Polish general (1881–1940)

Rudolf Prich (6 August 1881 - 1940) was a Polish military officer and a major general (pol. generał dywizji) of the Polish Army. He was among the Polish officers who were murdered by the Soviet Union during the Katyń massacre.

==Life==
Prich was born in 1881 in Opava, Austrian Silesia. During his youth, he joined the Austro-Hungarian Army, where he served with distinction during the Great War. In April 1919, he returned to Poland and joined the Polish Army. During the opening stages of the Polish-Bolshevik War between December 1919 and April 1920, he served as the head of the 1st Detachment of the General Staff, responsible for organization and mobilization of forces.

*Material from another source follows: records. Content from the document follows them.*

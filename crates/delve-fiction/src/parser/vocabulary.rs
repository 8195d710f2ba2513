//! The word registry: every word the parser knows and what kind it is.

use std::collections::{BTreeSet, HashMap};

use delve_core::{Direction, World};
use strsim::jaro_winkler;

use super::command::{Preposition, Verb};

/// Minimum similarity for a "did you mean" suggestion (0.0-1.0).
pub const SUGGESTION_THRESHOLD: f64 = 0.85;

/// Lexical category of a word.
#[derive(Debug, Clone, Copy, PartialEq, Eq)]
pub enum Category {
    /// An action word.
    Verb,
    /// A direction of travel.
    Direction,
    /// Names an object.
    Noun,
    /// Describes an object.
    Adjective,
    /// Links a verb's objects.
    Preposition,
    /// "the", "a", "an".
    Article,
    /// "it", "them".
    Pronoun,
    /// "all", "everything".
    All,
    /// "except", "but".
    Except,
    /// "and", ",".
    Conjunction,
    /// Not in the vocabulary.
    Unknown,
}

const VERBS: &[(&str, Verb)] = &[
    ("look", Verb::Look),
    ("l", Verb::Look),
    ("examine", Verb::Examine),
    ("x", Verb::Examine),
    ("inspect", Verb::Examine),
    ("describe", Verb::Examine),
    ("read", Verb::Read),
    ("take", Verb::Take),
    ("get", Verb::Take),
    ("grab", Verb::Take),
    ("carry", Verb::Take),
    ("pick", Verb::Take),
    ("drop", Verb::Drop),
    ("discard", Verb::Drop),
    ("put", Verb::Put),
    ("place", Verb::Put),
    ("insert", Verb::Put),
    ("open", Verb::Open),
    ("close", Verb::Close),
    ("shut", Verb::Close),
    ("inventory", Verb::Inventory),
    ("i", Verb::Inventory),
    ("go", Verb::Go),
    ("walk", Verb::Go),
    ("run", Verb::Go),
    ("light", Verb::Light),
    ("extinguish", Verb::Extinguish),
    ("douse", Verb::Extinguish),
    ("attack", Verb::Attack),
    ("hit", Verb::Attack),
    ("kill", Verb::Attack),
    ("fight", Verb::Attack),
    ("strike", Verb::Attack),
    ("give", Verb::Give),
    ("offer", Verb::Give),
    ("hand", Verb::Give),
    ("move", Verb::Move),
    ("push", Verb::Move),
    ("pull", Verb::Move),
    ("shift", Verb::Move),
    ("wait", Verb::Wait),
    ("z", Verb::Wait),
    ("score", Verb::Score),
    ("diagnose", Verb::Diagnose),
    ("verbose", Verb::Verbose),
    ("brief", Verb::Brief),
    ("superbrief", Verb::Superbrief),
    ("quit", Verb::Quit),
    ("q", Verb::Quit),
    ("help", Verb::Help),
    ("again", Verb::Again),
    ("g", Verb::Again),
];

/// Two-word verbs. The particle is consumed with the verb.
const PHRASAL_VERBS: &[(&str, &str, Verb)] = &[
    ("pick", "up", Verb::Take),
    ("look", "at", Verb::Examine),
    ("l", "at", Verb::Examine),
    ("look", "in", Verb::Examine),
    ("turn", "on", Verb::Light),
    ("switch", "on", Verb::Light),
    ("turn", "off", Verb::Extinguish),
    ("switch", "off", Verb::Extinguish),
    ("put", "out", Verb::Extinguish),
    ("blow", "out", Verb::Extinguish),
];

const PREPOSITIONS: &[(&str, Preposition)] = &[
    ("in", Preposition::In),
    ("into", Preposition::In),
    ("inside", Preposition::In),
    ("on", Preposition::On),
    ("onto", Preposition::On),
    ("with", Preposition::With),
    ("using", Preposition::With),
    ("to", Preposition::To),
    ("from", Preposition::From),
    ("off", Preposition::From),
    ("at", Preposition::At),
];

const ARTICLES: &[&str] = &["the", "a", "an", "some"];
const PRONOUNS: &[&str] = &["it", "them"];
const ALL_WORDS: &[&str] = &["all", "everything"];
const EXCEPT_WORDS: &[&str] = &["except", "but"];
const CONJUNCTIONS: &[&str] = &["and", ","];

/// Every word the parser understands.
///
/// Built once per world: the fixed grammar words plus every noun and
/// adjective the world's objects answer to. Lookups are pure.
#[derive(Debug, Clone)]
pub struct Vocabulary {
    verbs: HashMap<&'static str, Verb>,
    phrasal: Vec<(&'static str, &'static str, Verb)>,
    prepositions: HashMap<&'static str, Preposition>,
    nouns: BTreeSet<String>,
    adjectives: BTreeSet<String>,
}

impl Vocabulary {
    /// The grammar words alone, with no object names.
    pub fn new() -> Self {
        Self {
            verbs: VERBS.iter().copied().collect(),
            phrasal: PHRASAL_VERBS.to_vec(),
            prepositions: PREPOSITIONS.iter().copied().collect(),
            nouns: BTreeSet::new(),
            adjectives: BTreeSet::new(),
        }
    }

    /// The grammar words plus every noun and adjective in the world.
    pub fn for_world(world: &World) -> Self {
        let mut vocabulary = Self::new();
        for object in world.objects() {
            vocabulary.nouns.extend(object.synonyms.iter().map(|w| w.to_lowercase()));
            vocabulary
                .adjectives
                .extend(object.adjectives.iter().map(|w| w.to_lowercase()));
        }
        vocabulary
    }

    /// The verb a single word stands for.
    pub fn verb(&self, word: &str) -> Option<Verb> {
        self.verbs.get(word).copied()
    }

    /// The verb a word pair stands for, e.g. "pick up".
    pub fn phrasal_verb(&self, word: &str, particle: &str) -> Option<Verb> {
        self.phrasal
            .iter()
            .find(|(verb, p, _)| *verb == word && *p == particle)
            .map(|&(_, _, meaning)| meaning)
    }

    /// The preposition a word stands for.
    pub fn preposition(&self, word: &str) -> Option<Preposition> {
        self.prepositions.get(word).copied()
    }

    /// Whether the word names some object.
    pub fn is_noun(&self, word: &str) -> bool {
        self.nouns.contains(word)
    }

    /// Whether the word describes some object.
    pub fn is_adjective(&self, word: &str) -> bool {
        self.adjectives.contains(word)
    }

    /// Every category the word belongs to, most verb-like first.
    pub fn categories(&self, word: &str) -> Vec<Category> {
        let mut found = Vec::new();
        let starts_phrase = self.phrasal.iter().any(|(verb, _, _)| *verb == word);
        if self.verbs.contains_key(word) || starts_phrase {
            found.push(Category::Verb);
        }
        if Direction::parse(word).is_some() {
            found.push(Category::Direction);
        }
        if self.is_noun(word) {
            found.push(Category::Noun);
        }
        if self.is_adjective(word) {
            found.push(Category::Adjective);
        }
        if self.prepositions.contains_key(word) {
            found.push(Category::Preposition);
        }
        if ARTICLES.contains(&word) {
            found.push(Category::Article);
        }
        if PRONOUNS.contains(&word) {
            found.push(Category::Pronoun);
        }
        if ALL_WORDS.contains(&word) {
            found.push(Category::All);
        }
        if EXCEPT_WORDS.contains(&word) {
            found.push(Category::Except);
        }
        if CONJUNCTIONS.contains(&word) {
            found.push(Category::Conjunction);
        }
        found
    }

    /// The primary category of a word; [`Category::Unknown`] if the word is
    /// not in the vocabulary.
    pub fn classify(&self, word: &str) -> Category {
        self.categories(word)
            .first()
            .copied()
            .unwrap_or(Category::Unknown)
    }

    /// Whether the word is known at all.
    pub fn knows(&self, word: &str) -> bool {
        self.classify(word) != Category::Unknown
    }

    /// Every known word, in no particular order.
    pub fn words(&self) -> impl Iterator<Item = &str> {
        self.verbs
            .keys()
            .copied()
            .chain(self.phrasal.iter().map(|(_, particle, _)| *particle))
            .chain(self.prepositions.keys().copied())
            .chain(self.nouns.iter().map(String::as_str))
            .chain(self.adjectives.iter().map(String::as_str))
            .chain(Direction::ALL.iter().map(|d| d.name()))
            .chain(ARTICLES.iter().copied())
            .chain(PRONOUNS.iter().copied())
            .chain(ALL_WORDS.iter().copied())
            .chain(EXCEPT_WORDS.iter().copied())
            .chain(CONJUNCTIONS.iter().copied())
    }

    /// The known word closest to `word`, if any is close enough.
    ///
    /// Ties go to the alphabetically first word so suggestions are stable.
    pub fn suggest(&self, word: &str) -> Option<String> {
        let mut best: Option<(&str, f64)> = None;
        for candidate in self.words() {
            // One-letter abbreviations match far too much.
            if candidate.len() < 3 {
                continue;
            }
            let score = jaro_winkler(word, candidate);
            if score < SUGGESTION_THRESHOLD {
                continue;
            }
            let better = match best {
                None => true,
                Some((current, best_score)) => {
                    score > best_score || (score == best_score && candidate < current)
                }
            };
            if better {
                best = Some((candidate, score));
            }
        }
        best.map(|(word, _)| word.to_string())
    }
}

impl Default for Vocabulary {
    fn default() -> Self {
        Self::new()
    }
}

#[cfg(test)]
mod tests {
    use super::*;
    use delve_core::demo::demo_world;

    fn vocabulary() -> Vocabulary {
        Vocabulary::for_world(&demo_world().unwrap())
    }

    #[test]
    fn abbreviations_expand() {
        let v = vocabulary();
        assert_eq!(v.verb("x"), Some(Verb::Examine));
        assert_eq!(v.verb("i"), Some(Verb::Inventory));
        assert_eq!(v.verb("z"), Some(Verb::Wait));
        assert_eq!(v.classify("n"), Category::Direction);
        assert_eq!(v.phrasal_verb("pick", "up"), Some(Verb::Take));
        assert_eq!(v.phrasal_verb("turn", "off"), Some(Verb::Extinguish));
    }

    #[test]
    fn world_words_are_learned() {
        let v = vocabulary();
        assert_eq!(v.classify("mailbox"), Category::Noun);
        assert_eq!(v.classify("brass"), Category::Adjective);
        assert!(v.categories("light").contains(&Category::Noun));
        assert_eq!(v.classify("light"), Category::Verb);
        assert_eq!(v.classify("the"), Category::Article);
        assert_eq!(v.classify("it"), Category::Pronoun);
        assert_eq!(v.classify("and"), Category::Conjunction);
        assert_eq!(v.classify(","), Category::Conjunction);
        assert_eq!(v.classify("xyzzy"), Category::Unknown);
    }

    #[test]
    fn in_is_both_direction_and_preposition() {
        let v = vocabulary();
        let categories = v.categories("in");
        assert!(categories.contains(&Category::Direction));
        assert!(categories.contains(&Category::Preposition));
    }

    #[test]
    fn suggestions_find_near_misses() {
        let v = vocabulary();
        assert_eq!(v.suggest("mailbx").as_deref(), Some("mailbox"));
        assert_eq!(v.suggest("lantren").as_deref(), Some("lantern"));
        assert_eq!(v.suggest("qqqqqq"), None);
    }

    #[test]
    fn grammar_alone_knows_no_objects() {
        let v = Vocabulary::new();
        assert!(!v.knows("mailbox"));
        assert!(v.knows("take"));
    }
}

Between April 1920 and 1922 in the Polish ministry of military affairs, after the Peace of Riga he remained in the army.

In 1923, after a year of service at the post of commanding officer of the 26th Infantry Division, he was promoted to the rank of generał brygady. After the May Coup d'État of 1926, he was sent to the Centre for Artillery Training in Toruń, where he served as one of the professors and a specialist in anti-air artillery. Promoted to the rank of generał dywizji in 1928, he retired from active service in 1935.

==The 1939 invasion of Poland==
After the outbreak of the Polish Defensive War, he returned to duty and on 11 September, was made the commander of all the Polish forces defending the area of Lwów. He held that post until relieved on 16 September, and then took part in the battle of Lwów as a commander of one of the areas of defence of the besieged city. After the capitulation of the Polish forces had been negotiated on 22 September 1939, Prich was to be released home along with other reserve and retired officers, which was a lie.

===Katyn===
Contrary to the terms of the capitulation he was arrested by the NKVD and held in various prisons in the city. He was murdered in the spring of 1940, aged fifty-eight, during the Katyń massacre. Among the Katyn victims were 14 Polish generals including Leon Billewicz, Bronisław Bohaterewicz, Xawery Czernicki (admiral), Stanisław Haller, Aleksander Kowalewski, Henryk Minkiewicz, Kazimierz Orlik-Łukoski, Konstanty Plisowski, Alojzy Wir-Konas, Franciszek Sikorski, Leonard Skierski, Piotr Skuratowicz, and Mieczysław Smorawiński.